*To do*:
Report every line from the following entries that contains the string "property".

*Dataset entries*:
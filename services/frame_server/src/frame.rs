//! Frame documents served to the Farcaster client.
//!
//! Every response is one `fc:frame` vNext HTML page. Result frames only differ
//! by image and button label, so all of them go through [`render_outcome`].

use crate::config::FrameImages;

/// Engagement condition checked before a claim.
#[derive(Clone, Copy, Debug, PartialEq, Eq)]
pub enum Requirement {
    Follow,
    Like,
    Repost,
}

impl Requirement {
    /// Fixed order used when listing missing conditions.
    pub const ALL: [Requirement; 3] = [Requirement::Follow, Requirement::Like, Requirement::Repost];

    pub fn verb(self) -> &'static str {
        match self {
            Requirement::Follow => "follow",
            Requirement::Like => "like",
            Requirement::Repost => "repost",
        }
    }
}

/// Terminal state of one claim request.
#[derive(Clone, Debug, PartialEq, Eq)]
pub enum ClaimOutcome {
    ServerError,
    NoUserId,
    AlreadyClaimed,
    /// Missing conditions, in [`Requirement::ALL`] order.
    TryAgain(Vec<Requirement>),
    OutOfStock,
    TransferFailed,
    Claimed,
}

impl ClaimOutcome {
    /// Builds `TryAgain` with the missing conditions sorted into their fixed order.
    pub fn try_again(missing: impl IntoIterator<Item = Requirement>) -> Self {
        let missing: Vec<Requirement> = missing.into_iter().collect();
        ClaimOutcome::TryAgain(
            Requirement::ALL
                .into_iter()
                .filter(|r| missing.contains(r))
                .collect(),
        )
    }

    pub fn label(&self) -> String {
        match self {
            ClaimOutcome::ServerError => "Server error, try later".to_string(),
            ClaimOutcome::NoUserId => "No Farcaster ID found".to_string(),
            ClaimOutcome::AlreadyClaimed => "Already claimed".to_string(),
            ClaimOutcome::TryAgain(missing) => {
                format!("Try again after you {}", join_requirements(missing))
            }
            ClaimOutcome::OutOfStock => "Out of stock".to_string(),
            ClaimOutcome::TransferFailed => "Transfer failed".to_string(),
            ClaimOutcome::Claimed => "Claimed!".to_string(),
        }
    }

    pub fn image<'a>(&self, images: &'a FrameImages) -> &'a str {
        match self {
            ClaimOutcome::ServerError => &images.server_error,
            ClaimOutcome::NoUserId => &images.no_user_id,
            ClaimOutcome::AlreadyClaimed => &images.already_claimed,
            ClaimOutcome::TryAgain(_) => &images.try_again,
            ClaimOutcome::OutOfStock => &images.out_of_stock,
            ClaimOutcome::TransferFailed => &images.transfer_failed,
            ClaimOutcome::Claimed => &images.claimed,
        }
    }
}

/// "follow", "follow & like", "follow, like & repost"
fn join_requirements(missing: &[Requirement]) -> String {
    let verbs: Vec<&str> = missing.iter().map(|r| r.verb()).collect();
    match verbs.split_last() {
        None => String::new(),
        Some((last, [])) => last.to_string(),
        Some((last, rest)) => format!("{} & {}", rest.join(", "), last),
    }
}

fn escape_attr(value: &str) -> String {
    let mut out = String::with_capacity(value.len());
    for c in value.chars() {
        match c {
            '&' => out.push_str("&amp;"),
            '"' => out.push_str("&quot;"),
            '<' => out.push_str("&lt;"),
            '>' => out.push_str("&gt;"),
            '\'' => out.push_str("&#39;"),
            _ => out.push(c),
        }
    }
    out
}

/// Landing frame with the single "claim" button.
pub fn render_entry(images: &FrameImages, claim_url: &str) -> String {
    let image = escape_attr(&images.entry);
    let target = escape_attr(claim_url);
    format!(
        r#"<html>
  <head>
    <meta property="fc:frame" content="vNext" />
    <meta property="fc:frame:image" content="{image}" />
    <meta property="fc:frame:button:1" content="Claim BEPE NFTs" />
    <meta property="fc:frame:button:1:action" content="post" />
    <meta property="fc:frame:button:1:target" content="{target}" />
    <meta property="fc:frame:post_url" content="{target}" />
  </head>
  <body>
    <p>BEPE NFT Claim Frame</p>
  </body>
</html>
"#
    )
}

pub fn render_outcome(outcome: &ClaimOutcome, images: &FrameImages) -> String {
    let image = escape_attr(outcome.image(images));
    let label = escape_attr(&outcome.label());
    format!(
        r#"<html>
  <head>
    <meta property="fc:frame" content="vNext" />
    <meta property="fc:frame:image" content="{image}" />
    <meta property="fc:frame:button:1" content="{label}" />
  </head>
</html>
"#
    )
}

*Response*:
    <meta property="fc:frame" content="vNext" />
    <meta property="fc:frame:image" content="{image}" />
    <meta property="fc:frame:button:1" content="Claim BEPE NFTs" />
    <meta property="fc:frame:button:1:action" content="post" />
    <meta property="fc:frame:button:1:target" content="{target}" />
    <meta property="fc:frame:post_url" content="{target}" />
    <meta property="fc:frame" content="vNext" />
    <meta property="fc:frame:image" content="{image}" />
    <meta property="fc:frame:button:1" content="{label}" />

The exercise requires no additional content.